Book review: Land’s Edge: A Coastal Memoir

What really makes Winton stand out amongst his peers is the diamond-tipped precision of his descriptive writing, and in Land’s Edge we get a gloriously concentrated dose of it.

WHEN it was first published in Australia in 1993, this memoir from author and outdoorsman Tim Winton – more a random collection of brief, vivid memories than a coherent autobiography – came packaged as a large coffee table book, complete with glossy photographs by Trish Ainslie and Roger Garwood. Now though, finally released in the UK by Picador, it has been stripped of all its fancy bells and whistles and reduced to a slim, large print volume of just 113 pages. Apart from a few tasteful woodcut-style illustrations dividing up the chapters, there’s no embellishment at all. This time, the words are left to speak for themselves.

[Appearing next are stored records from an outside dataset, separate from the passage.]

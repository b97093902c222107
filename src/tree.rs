// This Source Code Form is subject to the terms of the Mozilla Public
// License, v. 2.0. If a copy of the MPL was not distributed with this
// file, You can obtain one at http://mozilla.org/MPL/2.0/.

use std::cell::{Ref, RefCell, RefMut};
use std::collections::HashMap;
use std::rc::Rc;

use crate::color::Color;
use crate::device::Device;
use crate::geom::Rect;
use crate::transform::Transform;

/// Gradient units resolution.
#[derive(Clone, Copy, PartialEq, Eq, Debug)]
pub enum GradientUnits {
    /// Gradient coordinates are fractions of the filled element's
    /// bounding box.
    ObjectBoundingBox,
    /// Gradient coordinates are used verbatim in the current user space.
    UserSpaceOnUse,
}

impl GradientUnits {
    pub(crate) fn from_str(text: &str) -> Option<Self> {
        match text {
            "objectBoundingBox" => Some(GradientUnits::ObjectBoundingBox),
            "userSpaceOnUse" => Some(GradientUnits::UserSpaceOnUse),
            _ => None,
        }
    }
}

/// A linear gradient payload.
///
/// Geometry attributes stay unset until the reference resolver folds the
/// template chain; `None` means "not supplied locally".
#[allow(missing_docs)]
#[derive(Clone, Default, Debug)]
pub struct LinearGradient {
    pub href: Option<String>,
    pub units: Option<GradientUnits>,
    pub x1: Option<f64>,
    pub y1: Option<f64>,
    pub x2: Option<f64>,
    pub y2: Option<f64>,
}

/// A radial gradient payload.
#[allow(missing_docs)]
#[derive(Clone, Default, Debug)]
pub struct RadialGradient {
    pub href: Option<String>,
    pub units: Option<GradientUnits>,
    pub cx: Option<f64>,
    pub cy: Option<f64>,
    pub r: Option<f64>,
    pub fx: Option<f64>,
    pub fy: Option<f64>,
    pub fr: Option<f64>,
}

/// The per-variant payload of an element.
pub enum Kind<D: Device> {
    /// An `svg` element, root or inner.
    Svg,
    /// A `g` container.
    Group,
    /// A `defs` template container.
    Defs,
    /// A rectangle; `points` holds `x y w h [rx ry]`.
    Rect,
    /// A circle; `points` holds `cx cy r`.
    Circle,
    /// An ellipse; `points` holds `cx cy rx ry`.
    Ellipse,
    /// A line; `points` holds `x1 y1 x2 y2`.
    Line,
    /// A path with its backend geometry. `polyline` and `polygon`
    /// are also represented as paths.
    Path {
        /// The backend geometry built from the path data.
        geometry: D::Geometry,
    },
    /// A text element; `points` holds the `x y` baseline origin.
    Text {
        /// The accumulated character data.
        content: String,
        /// The backend layout, bound by the asset binder.
        layout: Option<D::TextLayout>,
        /// First line baseline offset, in pixels from the layout top.
        baseline: f64,
    },
    /// A `use` indirection, replaced by a clone during resolution.
    Use {
        /// The referenced element id.
        href: String,
    },
    /// A linear gradient definition.
    LinearGradient(LinearGradient),
    /// A radial gradient definition.
    RadialGradient(RadialGradient),
    /// A gradient stop.
    Stop {
        /// Stop offset in the 0..=1 range.
        offset: f64,
        /// Stop color with `stop-opacity` folded into the alpha.
        color: Color,
    },
    /// Any unrecognised element; behaves as a plain container.
    Unknown,
}

impl<D: Device> std::fmt::Debug for Kind<D> {
    fn fmt(&self, f: &mut std::fmt::Formatter<'_>) -> std::fmt::Result {
        match self {
            Kind::Svg => f.debug_struct("Svg").finish(),
            Kind::Group => f.debug_struct("Group").finish(),
            Kind::Defs => f.debug_struct("Defs").finish(),
            Kind::Rect => f.debug_struct("Rect").finish(),
            Kind::Circle => f.debug_struct("Circle").finish(),
            Kind::Ellipse => f.debug_struct("Ellipse").finish(),
            Kind::Line => f.debug_struct("Line").finish(),
            Kind::Path { .. } => f.debug_struct("Path").finish(),
            Kind::Text {
                content, baseline, ..
            } => f
                .debug_struct("Text")
                .field("content", content)
                .field("baseline", baseline)
                .finish(),
            Kind::Use { href } => f.debug_struct("Use").field("href", href).finish(),
            Kind::LinearGradient(g) => f.debug_tuple("LinearGradient").field(g).finish(),
            Kind::RadialGradient(g) => f.debug_tuple("RadialGradient").field(g).finish(),
            Kind::Stop { offset, color } => f
                .debug_struct("Stop")
                .field("offset", offset)
                .field("color", color)
                .finish(),
            Kind::Unknown => f.debug_struct("Unknown").finish(),
        }
    }
}

impl<D: Device> Clone for Kind<D> {
    fn clone(&self) -> Self {
        match self {
            Kind::Svg => Kind::Svg,
            Kind::Group => Kind::Group,
            Kind::Defs => Kind::Defs,
            Kind::Rect => Kind::Rect,
            Kind::Circle => Kind::Circle,
            Kind::Ellipse => Kind::Ellipse,
            Kind::Line => Kind::Line,
            Kind::Path { geometry } => Kind::Path {
                geometry: geometry.clone(),
            },
            Kind::Text {
                content,
                layout,
                baseline,
            } => Kind::Text {
                content: content.clone(),
                layout: layout.clone(),
                baseline: *baseline,
            },
            Kind::Use { href } => Kind::Use { href: href.clone() },
            Kind::LinearGradient(g) => Kind::LinearGradient(g.clone()),
            Kind::RadialGradient(g) => Kind::RadialGradient(g.clone()),
            Kind::Stop { offset, color } => Kind::Stop {
                offset: *offset,
                color: *color,
            },
            Kind::Unknown => Kind::Unknown,
        }
    }
}

/// A single scene tree element.
///
/// Common fields live here; variant-specific data in [`Kind`].
pub struct Element<D: Device> {
    /// The element tag name.
    pub tag: String,
    /// The variant payload.
    pub kind: Kind<D>,
    /// Child elements, in document order.
    pub children: Vec<Node<D>>,
    /// The local transform. Not inherited; the renderer composes it
    /// onto the device transform while walking the tree.
    pub transform: Option<Transform>,
    /// Own-element style properties; inheritance is computed on demand
    /// through an explicit parent stack.
    pub styles: HashMap<String, String>,
    /// Variant-specific geometry parameters.
    pub points: Vec<f64>,
    /// The bounding box in element-local coordinates.
    pub bbox: Rect,
    /// The fill brush, bound by the asset binder.
    pub fill_brush: Option<D::Brush>,
    /// The stroke brush, bound by the asset binder.
    pub stroke_brush: Option<D::Brush>,
    /// The stroke style object, bound by the asset binder.
    pub stroke_style: Option<D::StrokeStyle>,
    /// The stroke width.
    pub stroke_width: f64,
}

impl<D: Device> std::fmt::Debug for Element<D> {
    fn fmt(&self, f: &mut std::fmt::Formatter<'_>) -> std::fmt::Result {
        f.debug_struct("Element")
            .field("tag", &self.tag)
            .field("kind", &self.kind)
            .field("children", &self.children)
            .field("transform", &self.transform)
            .field("styles", &self.styles)
            .field("points", &self.points)
            .field("bbox", &self.bbox)
            .field("stroke_width", &self.stroke_width)
            .finish()
    }
}

impl<D: Device> Element<D> {
    /// Creates a new element of the given kind.
    pub fn new(tag: &str, kind: Kind<D>) -> Self {
        Element {
            tag: tag.to_string(),
            kind,
            children: Vec::new(),
            transform: None,
            styles: HashMap::new(),
            points: Vec::new(),
            bbox: Rect::default(),
            fill_brush: None,
            stroke_brush: None,
            stroke_style: None,
            stroke_width: 1.0,
        }
    }

    /// Computes the element bounding box: its own geometry united with
    /// the children's boxes.
    ///
    /// Must run after all children have been attached and measured,
    /// which the builder guarantees by calling it on the end tag.
    pub(crate) fn compute_bbox(&mut self, device: &D) {
        let mut bbox = self.own_bbox(device);

        for child in &self.children {
            let child_bbox = child.borrow().bbox;
            bbox = Some(match bbox {
                Some(b) => b.expand(child_bbox),
                None => child_bbox,
            });
        }

        if let Some(bbox) = bbox {
            self.bbox = bbox;
        }
    }

    fn own_bbox(&self, device: &D) -> Option<Rect> {
        let p = &self.points;
        match self.kind {
            Kind::Rect => Some(Rect::from_xywh(p[0], p[1], p[2], p[3])),
            Kind::Circle => Some(Rect::new(p[0] - p[2], p[1] - p[2], p[0] + p[2], p[1] + p[2])),
            Kind::Ellipse => Some(Rect::new(p[0] - p[2], p[1] - p[3], p[0] + p[2], p[1] + p[3])),
            Kind::Line => Some(Rect::new(
                p[0].min(p[2]),
                p[1].min(p[3]),
                p[0].max(p[2]),
                p[1].max(p[3]),
            )),
            Kind::Path { ref geometry } => Some(device.geometry_bounds(geometry)),
            // A rough placeholder until the asset binder has refined the
            // box from the real layout metrics.
            Kind::Text { ref layout, .. } => {
                if layout.is_some() {
                    Some(self.bbox)
                } else {
                    Some(Rect::new(p[0], p[1], p[0] + 600.0, p[1] + 200.0))
                }
            }
            _ => None,
        }
    }
}

/// A shared handle to an [`Element`].
///
/// Elements are co-owned: the tree, the id maps and `<use>` clones may all
/// hold handles to the same node. Interior mutability is required because
/// the asset binder populates backend resources after the tree is built.
pub struct Node<D: Device>(Rc<RefCell<Element<D>>>);

impl<D: Device> std::fmt::Debug for Node<D> {
    fn fmt(&self, f: &mut std::fmt::Formatter<'_>) -> std::fmt::Result {
        f.debug_tuple("Node").field(&self.borrow()).finish()
    }
}

impl<D: Device> Clone for Node<D> {
    #[inline]
    fn clone(&self) -> Self {
        Node(self.0.clone())
    }
}

impl<D: Device> Node<D> {
    /// Wraps an element into a shared handle.
    pub fn new(element: Element<D>) -> Self {
        Node(Rc::new(RefCell::new(element)))
    }

    /// Borrows the element immutably.
    #[inline]
    pub fn borrow(&self) -> Ref<Element<D>> {
        self.0.borrow()
    }

    /// Borrows the element mutably.
    #[inline]
    pub fn borrow_mut(&self) -> RefMut<Element<D>> {
        self.0.borrow_mut()
    }

    /// Checks whether two handles point at the same element.
    #[inline]
    pub fn ptr_eq(a: &Node<D>, b: &Node<D>) -> bool {
        Rc::ptr_eq(&a.0, &b.0)
    }

    /// Creates a deep copy of the subtree.
    ///
    /// Element data is copied node by node, so mutating the copy never
    /// affects the original; backend handles are shared by value.
    pub fn deep_clone(&self) -> Node<D> {
        let el = self.borrow();
        let children = el.children.iter().map(|c| c.deep_clone()).collect();

        Node::new(Element {
            tag: el.tag.clone(),
            kind: el.kind.clone(),
            children,
            transform: el.transform,
            styles: el.styles.clone(),
            points: el.points.clone(),
            bbox: el.bbox,
            fill_brush: el.fill_brush.clone(),
            stroke_brush: el.stroke_brush.clone(),
            stroke_style: el.stroke_style.clone(),
            stroke_width: el.stroke_width,
        })
    }
}

/// A parsed SVG document: the scene tree plus its id indexes.
pub struct Image<D: Device> {
    pub(crate) root: Option<Node<D>>,
    pub(crate) id_map: HashMap<String, Node<D>>,
    pub(crate) defs_map: HashMap<String, Node<D>>,
}

impl<D: Device> std::fmt::Debug for Image<D> {
    fn fmt(&self, f: &mut std::fmt::Formatter<'_>) -> std::fmt::Result {
        f.debug_struct("Image")
            .field("root", &self.root)
            .field("id_map", &self.id_map)
            .field("defs_map", &self.defs_map)
            .finish()
    }
}

impl<D: Device> Image<D> {
    pub(crate) fn new() -> Self {
        Image {
            root: None,
            id_map: HashMap::new(),
            defs_map: HashMap::new(),
        }
    }

    /// Returns the root `svg` element, if the document had one.
    pub fn root(&self) -> Option<Node<D>> {
        self.root.clone()
    }

    /// Returns the element registered under `id`.
    pub fn node_by_id(&self, id: &str) -> Option<Node<D>> {
        self.id_map.get(id).cloned()
    }

    /// Returns the element registered under `id` directly inside `<defs>`.
    pub fn defs_by_id(&self, id: &str) -> Option<Node<D>> {
        self.defs_map.get(id).cloned()
    }

    /// Releases the scene tree and all backend resources it holds.
    pub fn clear(&mut self) {
        self.root = None;
        self.id_map.clear();
        self.defs_map.clear();
    }
}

Even at a little over 10p a page, however, Winton’s prose is still excellent value for money. In the two decades since Land’s Edge was first published, he has gone on to become one of Australia’s most acclaimed writers, making the Booker shortlist with The Riders in 1995 and then again in 2002 with Dirt Music and picking up a whole host of honours in his home country. In his most recent novel, Breath, Winton even brought the sport of surfing to the attention of the literary establishment, causing Philip Hensher to exclaim in the Spectator: “I will never do anything of the sort [riding a 30ft wave], but now I don’t have to in order to understand how it feels.”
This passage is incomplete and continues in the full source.